I did some checking a few years back and one liter of HHO has the BTU energy content of one and one half wooden kitchen matches. The only "fuel" is the hydrogen, which by atomic weight is only 1/8 th the mass of the mixture.

Lets say you need 2 ounces of gasoline to go 1 mile, thats 64 MPG, exceptional mileage. Now take your calculated number of liters of HHO your system produces per minute. If it was 50 liters a minute then you have 75 wooden matches worth of energy to move you car 1 mile.

Now lets say your car gets 64 MPG and uses 2 ounces of gasoline to move that same mile.

Take that two ounces of gasoline and run it through a fuel injector over an ignition source. Compare that flame to your pile of 75 wooden matches burned all at the same time.

You can rationalize the HHO theorey to the end of time, but most people with any common sense would know that 2 ounces of gas atomized through any decent fuel injector is going to produce a heck of a lot more flame and heat, compared to 75 wooden matches. The expansion of that heated air and fuel is what makes your car move.

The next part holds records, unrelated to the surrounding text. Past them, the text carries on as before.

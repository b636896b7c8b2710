//! HTTP client types for Stingray API communication.
//!
//! This module provides the transport layer of the library: building
//! authenticated requests against the right namespace, sending them and
//! turning non-2xx responses into errors.
//!
//! # Overview
//!
//! - [`StingrayClient`]: The client dispatching `get`, `set`, `delete` and `list`
//! - [`HttpMethod`]: HTTP methods used by the API (GET, PUT, DELETE)
//! - [`HttpResponse`]: A fully read response from the API
//! - [`ErrorResponse`]: An error reported by the API (non-2xx status)
//! - [`ClientError`]: Unified error type for client operations
//!
//! # Failure Semantics
//!
//! Every verb performs at most one round trip and never retries:
//!
//! - **Transport failure**: [`ClientError::Transport`], no response
//! - **Non-2xx status**: [`ClientError::Response`], response attached
//! - **Unreadable 2xx body**: [`ClientError::Body`], response attached
//! - **Unexpected body**: [`ClientError::Decode`], response attached

mod errors;
mod http_client;
mod http_request;
mod http_response;

pub use errors::{check_response, ClientError, ErrorResponse};
pub use http_client::{StingrayClient, API_VERSION, CONFIG_PATH, SDK_VERSION, STATS_PATH};
pub use http_request::HttpMethod;
pub use http_response::HttpResponse;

The two ounces of atmoized fuel would give you an idea of the energy requred to get 64 MPG at 64 MPG. 75 burnt wooden matches is not even a fraction of the energy required and thats at a rate of production of 50 liters per minute. Double that number of matches, 100 liters per minute and you still would not come close to that two ounces of gasoline. Thats 6000 liters of HHO per hour, anyone got a generator that comes close to that?

regards
Mech
It is assumed HHO is to be exchanged and substituted for the fuel. This is not what I am proposing or implying.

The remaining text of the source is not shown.